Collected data
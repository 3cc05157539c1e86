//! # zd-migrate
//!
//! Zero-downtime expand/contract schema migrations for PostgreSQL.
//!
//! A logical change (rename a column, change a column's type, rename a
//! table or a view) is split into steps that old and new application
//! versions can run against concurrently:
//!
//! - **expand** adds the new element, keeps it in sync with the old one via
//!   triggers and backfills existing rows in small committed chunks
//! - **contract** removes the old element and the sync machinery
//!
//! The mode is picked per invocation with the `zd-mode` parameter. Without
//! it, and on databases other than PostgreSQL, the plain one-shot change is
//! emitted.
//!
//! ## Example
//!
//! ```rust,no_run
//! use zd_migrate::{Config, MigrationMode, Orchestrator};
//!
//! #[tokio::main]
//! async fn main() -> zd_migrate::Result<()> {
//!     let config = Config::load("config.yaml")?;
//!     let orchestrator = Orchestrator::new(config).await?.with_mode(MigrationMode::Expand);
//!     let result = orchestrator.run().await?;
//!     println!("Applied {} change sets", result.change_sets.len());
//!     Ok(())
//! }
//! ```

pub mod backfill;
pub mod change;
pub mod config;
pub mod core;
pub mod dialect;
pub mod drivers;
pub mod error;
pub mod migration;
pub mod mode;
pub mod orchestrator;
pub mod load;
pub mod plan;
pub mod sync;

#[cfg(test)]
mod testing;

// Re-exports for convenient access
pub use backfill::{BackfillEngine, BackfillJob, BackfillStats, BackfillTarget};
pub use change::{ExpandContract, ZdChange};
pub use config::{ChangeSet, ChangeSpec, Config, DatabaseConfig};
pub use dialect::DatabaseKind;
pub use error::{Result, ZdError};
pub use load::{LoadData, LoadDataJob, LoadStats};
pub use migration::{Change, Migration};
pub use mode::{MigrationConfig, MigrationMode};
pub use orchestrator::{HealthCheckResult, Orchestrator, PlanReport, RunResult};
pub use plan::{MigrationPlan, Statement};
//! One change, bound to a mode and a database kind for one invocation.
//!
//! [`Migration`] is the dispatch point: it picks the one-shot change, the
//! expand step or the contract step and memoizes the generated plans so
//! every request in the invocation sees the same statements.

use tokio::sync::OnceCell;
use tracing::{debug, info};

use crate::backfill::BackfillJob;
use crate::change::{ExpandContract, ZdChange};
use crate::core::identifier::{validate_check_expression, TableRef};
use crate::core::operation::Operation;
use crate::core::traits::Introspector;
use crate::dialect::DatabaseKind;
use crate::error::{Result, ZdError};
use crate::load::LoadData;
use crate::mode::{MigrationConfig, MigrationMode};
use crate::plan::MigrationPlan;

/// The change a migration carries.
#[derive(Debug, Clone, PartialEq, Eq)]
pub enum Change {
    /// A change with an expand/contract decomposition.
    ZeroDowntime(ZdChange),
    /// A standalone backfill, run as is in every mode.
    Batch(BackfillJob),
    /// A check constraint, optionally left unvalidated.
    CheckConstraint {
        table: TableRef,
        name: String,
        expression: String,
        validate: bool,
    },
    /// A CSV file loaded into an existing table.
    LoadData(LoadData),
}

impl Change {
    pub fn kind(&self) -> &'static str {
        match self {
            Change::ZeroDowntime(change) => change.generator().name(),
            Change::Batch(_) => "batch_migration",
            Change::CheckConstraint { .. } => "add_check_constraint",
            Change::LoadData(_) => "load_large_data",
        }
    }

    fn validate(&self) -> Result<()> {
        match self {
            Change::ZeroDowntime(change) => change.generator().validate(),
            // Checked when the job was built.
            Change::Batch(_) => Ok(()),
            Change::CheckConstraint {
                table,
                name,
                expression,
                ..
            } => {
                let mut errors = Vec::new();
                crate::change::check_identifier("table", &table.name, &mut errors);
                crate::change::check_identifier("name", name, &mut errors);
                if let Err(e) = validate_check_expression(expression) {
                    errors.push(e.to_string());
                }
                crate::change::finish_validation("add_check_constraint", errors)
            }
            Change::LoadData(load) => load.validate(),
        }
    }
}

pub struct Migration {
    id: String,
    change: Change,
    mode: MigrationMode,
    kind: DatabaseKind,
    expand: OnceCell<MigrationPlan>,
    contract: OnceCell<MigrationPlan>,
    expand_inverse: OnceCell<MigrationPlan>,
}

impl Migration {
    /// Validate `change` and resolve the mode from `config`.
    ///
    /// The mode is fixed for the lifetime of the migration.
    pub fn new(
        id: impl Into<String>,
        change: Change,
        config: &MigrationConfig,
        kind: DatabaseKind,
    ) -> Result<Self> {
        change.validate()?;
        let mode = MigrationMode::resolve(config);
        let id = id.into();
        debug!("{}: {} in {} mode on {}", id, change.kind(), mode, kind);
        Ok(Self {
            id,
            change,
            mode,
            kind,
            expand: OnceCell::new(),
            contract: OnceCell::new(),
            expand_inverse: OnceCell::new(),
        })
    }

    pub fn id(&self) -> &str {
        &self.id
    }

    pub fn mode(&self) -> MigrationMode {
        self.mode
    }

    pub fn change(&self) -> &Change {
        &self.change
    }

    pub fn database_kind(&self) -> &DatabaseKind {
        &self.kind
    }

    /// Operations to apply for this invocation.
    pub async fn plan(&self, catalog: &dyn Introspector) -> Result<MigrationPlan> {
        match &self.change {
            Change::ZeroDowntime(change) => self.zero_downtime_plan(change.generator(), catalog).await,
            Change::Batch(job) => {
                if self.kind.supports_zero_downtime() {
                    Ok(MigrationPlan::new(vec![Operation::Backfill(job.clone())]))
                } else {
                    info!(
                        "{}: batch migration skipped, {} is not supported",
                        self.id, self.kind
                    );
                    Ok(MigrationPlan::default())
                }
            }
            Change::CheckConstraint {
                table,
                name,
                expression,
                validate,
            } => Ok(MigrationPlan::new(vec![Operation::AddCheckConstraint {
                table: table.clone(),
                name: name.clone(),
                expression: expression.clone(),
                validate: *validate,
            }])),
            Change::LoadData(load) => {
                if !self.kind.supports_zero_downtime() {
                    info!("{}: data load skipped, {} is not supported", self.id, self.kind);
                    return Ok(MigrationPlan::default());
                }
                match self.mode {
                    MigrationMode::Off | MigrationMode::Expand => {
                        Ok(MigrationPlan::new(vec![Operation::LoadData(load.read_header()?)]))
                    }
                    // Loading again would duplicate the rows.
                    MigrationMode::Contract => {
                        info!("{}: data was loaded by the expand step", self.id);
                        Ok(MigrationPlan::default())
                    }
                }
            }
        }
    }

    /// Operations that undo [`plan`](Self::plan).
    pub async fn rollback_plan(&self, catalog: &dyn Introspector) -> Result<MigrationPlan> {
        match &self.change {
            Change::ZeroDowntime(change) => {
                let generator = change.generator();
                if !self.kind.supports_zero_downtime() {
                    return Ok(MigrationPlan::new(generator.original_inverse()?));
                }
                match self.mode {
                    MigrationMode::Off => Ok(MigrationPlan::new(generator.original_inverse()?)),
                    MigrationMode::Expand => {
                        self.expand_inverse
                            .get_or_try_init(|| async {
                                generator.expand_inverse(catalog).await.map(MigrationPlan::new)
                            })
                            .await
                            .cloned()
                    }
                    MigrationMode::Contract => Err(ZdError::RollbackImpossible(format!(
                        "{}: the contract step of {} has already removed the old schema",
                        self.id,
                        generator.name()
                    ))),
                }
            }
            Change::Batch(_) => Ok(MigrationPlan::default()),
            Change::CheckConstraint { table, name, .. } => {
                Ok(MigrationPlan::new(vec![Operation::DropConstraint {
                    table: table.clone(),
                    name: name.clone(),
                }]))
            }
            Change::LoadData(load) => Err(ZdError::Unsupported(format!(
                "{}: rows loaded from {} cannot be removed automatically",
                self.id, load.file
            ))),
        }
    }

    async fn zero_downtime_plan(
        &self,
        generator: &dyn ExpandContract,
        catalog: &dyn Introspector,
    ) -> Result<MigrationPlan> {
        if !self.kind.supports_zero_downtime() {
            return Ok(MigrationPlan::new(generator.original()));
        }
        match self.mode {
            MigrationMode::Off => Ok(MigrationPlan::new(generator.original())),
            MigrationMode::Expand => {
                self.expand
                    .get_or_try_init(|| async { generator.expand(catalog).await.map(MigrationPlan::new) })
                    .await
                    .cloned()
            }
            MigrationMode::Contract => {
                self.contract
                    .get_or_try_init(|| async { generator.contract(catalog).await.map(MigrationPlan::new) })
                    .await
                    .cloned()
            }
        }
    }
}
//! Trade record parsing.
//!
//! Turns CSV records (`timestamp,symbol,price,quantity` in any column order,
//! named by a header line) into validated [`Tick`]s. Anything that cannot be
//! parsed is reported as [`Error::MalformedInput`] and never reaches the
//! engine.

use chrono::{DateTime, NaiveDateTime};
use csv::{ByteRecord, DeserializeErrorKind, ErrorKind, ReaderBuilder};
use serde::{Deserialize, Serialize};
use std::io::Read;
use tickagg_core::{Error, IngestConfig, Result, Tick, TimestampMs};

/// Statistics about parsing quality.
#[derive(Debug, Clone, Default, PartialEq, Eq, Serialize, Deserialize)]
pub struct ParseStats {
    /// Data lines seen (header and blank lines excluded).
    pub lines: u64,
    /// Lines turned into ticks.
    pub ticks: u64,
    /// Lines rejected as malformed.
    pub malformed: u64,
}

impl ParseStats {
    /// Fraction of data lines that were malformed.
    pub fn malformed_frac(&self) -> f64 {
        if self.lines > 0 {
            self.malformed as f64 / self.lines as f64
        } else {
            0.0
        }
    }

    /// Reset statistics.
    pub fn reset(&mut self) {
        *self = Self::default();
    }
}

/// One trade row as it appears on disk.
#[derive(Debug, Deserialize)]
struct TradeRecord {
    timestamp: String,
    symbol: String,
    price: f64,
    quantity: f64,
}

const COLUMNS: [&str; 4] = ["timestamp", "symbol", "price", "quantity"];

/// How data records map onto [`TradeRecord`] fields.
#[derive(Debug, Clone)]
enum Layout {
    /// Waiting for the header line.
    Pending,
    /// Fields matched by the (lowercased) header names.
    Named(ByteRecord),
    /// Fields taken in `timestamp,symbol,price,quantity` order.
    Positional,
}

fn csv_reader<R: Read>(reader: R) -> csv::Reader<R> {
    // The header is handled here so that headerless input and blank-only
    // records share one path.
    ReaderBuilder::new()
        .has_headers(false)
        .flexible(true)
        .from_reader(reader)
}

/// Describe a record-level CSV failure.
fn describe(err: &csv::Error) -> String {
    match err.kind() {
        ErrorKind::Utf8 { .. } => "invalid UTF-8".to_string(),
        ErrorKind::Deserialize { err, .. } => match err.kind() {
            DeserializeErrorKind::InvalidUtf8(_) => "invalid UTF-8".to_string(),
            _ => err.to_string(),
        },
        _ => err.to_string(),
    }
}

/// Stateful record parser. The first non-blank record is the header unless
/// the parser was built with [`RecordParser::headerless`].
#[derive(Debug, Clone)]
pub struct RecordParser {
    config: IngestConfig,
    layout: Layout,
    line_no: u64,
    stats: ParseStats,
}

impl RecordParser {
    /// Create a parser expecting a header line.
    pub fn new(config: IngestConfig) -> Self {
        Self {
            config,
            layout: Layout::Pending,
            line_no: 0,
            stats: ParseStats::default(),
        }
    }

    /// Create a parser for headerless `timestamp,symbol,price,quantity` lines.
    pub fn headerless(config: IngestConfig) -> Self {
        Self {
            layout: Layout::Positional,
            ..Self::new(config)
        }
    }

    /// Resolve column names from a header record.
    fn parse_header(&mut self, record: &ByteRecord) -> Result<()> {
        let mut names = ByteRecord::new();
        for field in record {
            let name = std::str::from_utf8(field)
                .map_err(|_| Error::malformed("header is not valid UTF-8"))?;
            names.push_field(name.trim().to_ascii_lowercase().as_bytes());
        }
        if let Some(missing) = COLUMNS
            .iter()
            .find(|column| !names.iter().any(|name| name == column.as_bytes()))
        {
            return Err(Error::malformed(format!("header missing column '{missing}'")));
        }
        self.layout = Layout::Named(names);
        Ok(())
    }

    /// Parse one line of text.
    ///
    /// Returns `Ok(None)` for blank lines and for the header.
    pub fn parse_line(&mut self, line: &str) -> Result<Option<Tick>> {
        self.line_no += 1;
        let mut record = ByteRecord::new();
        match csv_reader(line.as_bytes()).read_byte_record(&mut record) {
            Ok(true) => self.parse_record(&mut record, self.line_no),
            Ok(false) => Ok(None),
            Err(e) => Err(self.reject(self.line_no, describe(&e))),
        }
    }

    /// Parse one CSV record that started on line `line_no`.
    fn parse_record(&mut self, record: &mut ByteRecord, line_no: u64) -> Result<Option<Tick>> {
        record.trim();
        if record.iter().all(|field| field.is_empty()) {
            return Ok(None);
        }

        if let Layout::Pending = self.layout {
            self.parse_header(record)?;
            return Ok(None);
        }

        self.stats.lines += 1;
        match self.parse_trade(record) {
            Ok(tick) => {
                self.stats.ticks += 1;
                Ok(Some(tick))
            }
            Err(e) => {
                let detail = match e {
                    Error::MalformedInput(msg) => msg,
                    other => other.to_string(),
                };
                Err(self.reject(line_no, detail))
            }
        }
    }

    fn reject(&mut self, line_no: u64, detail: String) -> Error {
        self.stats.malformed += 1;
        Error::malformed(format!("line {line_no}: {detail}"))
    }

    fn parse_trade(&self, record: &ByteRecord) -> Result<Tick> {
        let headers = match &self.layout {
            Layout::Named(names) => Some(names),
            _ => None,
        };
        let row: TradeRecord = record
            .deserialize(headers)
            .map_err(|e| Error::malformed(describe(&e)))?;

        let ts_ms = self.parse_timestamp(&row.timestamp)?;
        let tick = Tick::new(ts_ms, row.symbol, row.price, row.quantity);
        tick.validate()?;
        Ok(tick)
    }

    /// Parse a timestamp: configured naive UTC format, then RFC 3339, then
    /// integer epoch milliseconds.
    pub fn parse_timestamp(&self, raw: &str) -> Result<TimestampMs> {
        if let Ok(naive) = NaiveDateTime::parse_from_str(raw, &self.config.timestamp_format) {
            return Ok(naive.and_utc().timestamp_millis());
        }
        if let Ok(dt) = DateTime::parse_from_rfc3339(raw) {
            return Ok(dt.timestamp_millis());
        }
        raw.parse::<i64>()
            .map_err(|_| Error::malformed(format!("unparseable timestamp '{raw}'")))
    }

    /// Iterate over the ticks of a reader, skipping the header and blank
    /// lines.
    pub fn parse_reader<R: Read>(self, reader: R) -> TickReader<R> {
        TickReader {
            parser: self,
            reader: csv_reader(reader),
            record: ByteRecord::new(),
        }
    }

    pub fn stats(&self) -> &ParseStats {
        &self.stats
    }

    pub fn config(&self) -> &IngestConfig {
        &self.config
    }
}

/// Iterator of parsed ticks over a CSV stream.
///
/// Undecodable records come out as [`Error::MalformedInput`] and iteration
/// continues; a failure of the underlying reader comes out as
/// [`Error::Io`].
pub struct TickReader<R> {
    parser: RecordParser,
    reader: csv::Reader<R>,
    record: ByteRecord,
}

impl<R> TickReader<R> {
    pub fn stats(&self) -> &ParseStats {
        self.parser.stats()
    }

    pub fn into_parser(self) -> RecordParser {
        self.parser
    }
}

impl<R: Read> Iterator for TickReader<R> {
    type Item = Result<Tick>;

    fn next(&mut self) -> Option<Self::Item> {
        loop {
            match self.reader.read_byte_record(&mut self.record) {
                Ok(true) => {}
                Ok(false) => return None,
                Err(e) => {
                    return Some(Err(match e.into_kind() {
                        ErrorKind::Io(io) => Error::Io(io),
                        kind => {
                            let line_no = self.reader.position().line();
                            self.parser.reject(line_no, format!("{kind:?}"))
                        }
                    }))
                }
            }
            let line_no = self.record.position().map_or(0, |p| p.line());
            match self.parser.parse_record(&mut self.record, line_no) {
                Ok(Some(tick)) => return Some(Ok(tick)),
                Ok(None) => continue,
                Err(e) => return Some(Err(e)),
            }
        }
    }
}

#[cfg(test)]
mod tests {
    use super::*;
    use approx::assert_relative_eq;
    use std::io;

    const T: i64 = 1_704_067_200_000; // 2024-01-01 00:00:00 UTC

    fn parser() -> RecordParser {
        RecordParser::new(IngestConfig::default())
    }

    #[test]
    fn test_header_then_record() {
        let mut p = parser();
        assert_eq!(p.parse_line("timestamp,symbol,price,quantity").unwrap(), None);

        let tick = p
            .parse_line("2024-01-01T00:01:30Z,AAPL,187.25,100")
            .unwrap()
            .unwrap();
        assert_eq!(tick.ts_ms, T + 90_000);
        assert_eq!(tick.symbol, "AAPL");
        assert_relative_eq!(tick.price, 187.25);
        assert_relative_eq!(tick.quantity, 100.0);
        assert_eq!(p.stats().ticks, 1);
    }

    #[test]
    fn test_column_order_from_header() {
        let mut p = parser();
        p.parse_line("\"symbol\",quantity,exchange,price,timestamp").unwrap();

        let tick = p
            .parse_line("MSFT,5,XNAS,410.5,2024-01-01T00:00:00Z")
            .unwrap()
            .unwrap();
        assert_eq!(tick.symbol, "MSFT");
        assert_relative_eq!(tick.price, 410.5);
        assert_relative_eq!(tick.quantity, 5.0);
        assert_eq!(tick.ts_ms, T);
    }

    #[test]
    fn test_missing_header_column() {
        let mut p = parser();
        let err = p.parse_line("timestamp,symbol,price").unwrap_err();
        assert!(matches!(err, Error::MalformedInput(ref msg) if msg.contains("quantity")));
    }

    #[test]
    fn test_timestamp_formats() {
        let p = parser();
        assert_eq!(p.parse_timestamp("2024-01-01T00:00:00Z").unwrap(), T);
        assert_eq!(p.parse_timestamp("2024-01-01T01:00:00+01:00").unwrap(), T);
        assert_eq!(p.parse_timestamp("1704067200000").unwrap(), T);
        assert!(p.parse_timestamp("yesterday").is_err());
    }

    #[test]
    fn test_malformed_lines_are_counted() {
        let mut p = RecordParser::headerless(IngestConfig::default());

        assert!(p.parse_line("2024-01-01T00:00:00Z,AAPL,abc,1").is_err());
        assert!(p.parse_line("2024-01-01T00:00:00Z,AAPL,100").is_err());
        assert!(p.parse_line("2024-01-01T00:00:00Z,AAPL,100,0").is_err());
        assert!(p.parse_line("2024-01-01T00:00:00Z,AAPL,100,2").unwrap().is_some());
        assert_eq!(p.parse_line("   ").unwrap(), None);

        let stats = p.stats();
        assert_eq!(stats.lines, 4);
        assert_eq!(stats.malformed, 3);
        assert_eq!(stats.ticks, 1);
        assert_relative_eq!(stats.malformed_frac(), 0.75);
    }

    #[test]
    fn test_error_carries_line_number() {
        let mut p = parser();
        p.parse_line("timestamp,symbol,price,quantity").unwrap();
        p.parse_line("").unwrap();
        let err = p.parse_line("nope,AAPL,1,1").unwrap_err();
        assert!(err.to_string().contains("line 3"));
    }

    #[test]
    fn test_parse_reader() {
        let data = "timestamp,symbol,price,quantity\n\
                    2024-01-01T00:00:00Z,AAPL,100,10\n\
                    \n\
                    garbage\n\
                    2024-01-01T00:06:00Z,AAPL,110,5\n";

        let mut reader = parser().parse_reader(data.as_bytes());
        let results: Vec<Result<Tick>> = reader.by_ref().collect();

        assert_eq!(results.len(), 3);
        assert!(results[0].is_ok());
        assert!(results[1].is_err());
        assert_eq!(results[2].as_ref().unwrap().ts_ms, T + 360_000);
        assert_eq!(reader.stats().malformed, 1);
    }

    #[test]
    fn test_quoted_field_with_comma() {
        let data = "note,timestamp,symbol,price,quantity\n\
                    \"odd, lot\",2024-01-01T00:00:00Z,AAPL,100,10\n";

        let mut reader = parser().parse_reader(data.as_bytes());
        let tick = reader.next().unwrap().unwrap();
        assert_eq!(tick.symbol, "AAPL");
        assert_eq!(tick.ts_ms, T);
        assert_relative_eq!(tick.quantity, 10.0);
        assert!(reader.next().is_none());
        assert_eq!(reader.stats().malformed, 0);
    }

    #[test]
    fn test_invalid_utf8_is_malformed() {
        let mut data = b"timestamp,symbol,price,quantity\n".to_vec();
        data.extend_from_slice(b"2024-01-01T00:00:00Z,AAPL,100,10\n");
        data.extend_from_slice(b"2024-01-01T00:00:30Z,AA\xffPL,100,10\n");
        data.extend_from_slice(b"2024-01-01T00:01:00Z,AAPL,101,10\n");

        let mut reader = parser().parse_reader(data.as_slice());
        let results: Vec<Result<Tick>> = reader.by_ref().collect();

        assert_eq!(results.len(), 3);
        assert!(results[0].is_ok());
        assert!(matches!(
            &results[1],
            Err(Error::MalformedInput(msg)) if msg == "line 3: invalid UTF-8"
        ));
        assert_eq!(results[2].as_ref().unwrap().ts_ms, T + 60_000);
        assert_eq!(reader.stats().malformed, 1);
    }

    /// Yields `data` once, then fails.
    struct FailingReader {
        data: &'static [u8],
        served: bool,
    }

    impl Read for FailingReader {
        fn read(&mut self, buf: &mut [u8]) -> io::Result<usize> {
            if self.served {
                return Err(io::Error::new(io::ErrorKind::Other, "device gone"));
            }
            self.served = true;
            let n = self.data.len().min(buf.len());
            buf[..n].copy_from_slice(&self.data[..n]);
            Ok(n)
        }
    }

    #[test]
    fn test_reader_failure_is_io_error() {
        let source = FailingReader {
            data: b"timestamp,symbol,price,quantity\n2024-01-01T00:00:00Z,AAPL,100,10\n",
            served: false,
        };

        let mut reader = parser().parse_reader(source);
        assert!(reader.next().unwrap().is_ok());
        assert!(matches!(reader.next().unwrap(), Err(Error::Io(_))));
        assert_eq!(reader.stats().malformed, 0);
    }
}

— Your objective —
Set the entries down again exactly, beginning with their first line and ending with the line that contains "old one via"; omit all other lines.

— Written solution —
repository 3cc05157539c1e86
//! # zd-migrate
//!
//! Zero-downtime expand/contract schema migrations for PostgreSQL.
//!
//! A logical change (rename a column, change a column's type, rename a
//! table or a view) is split into steps that old and new application
//! versions can run against concurrently:
//!
//! - **expand** adds the new element, keeps it in sync with the old one via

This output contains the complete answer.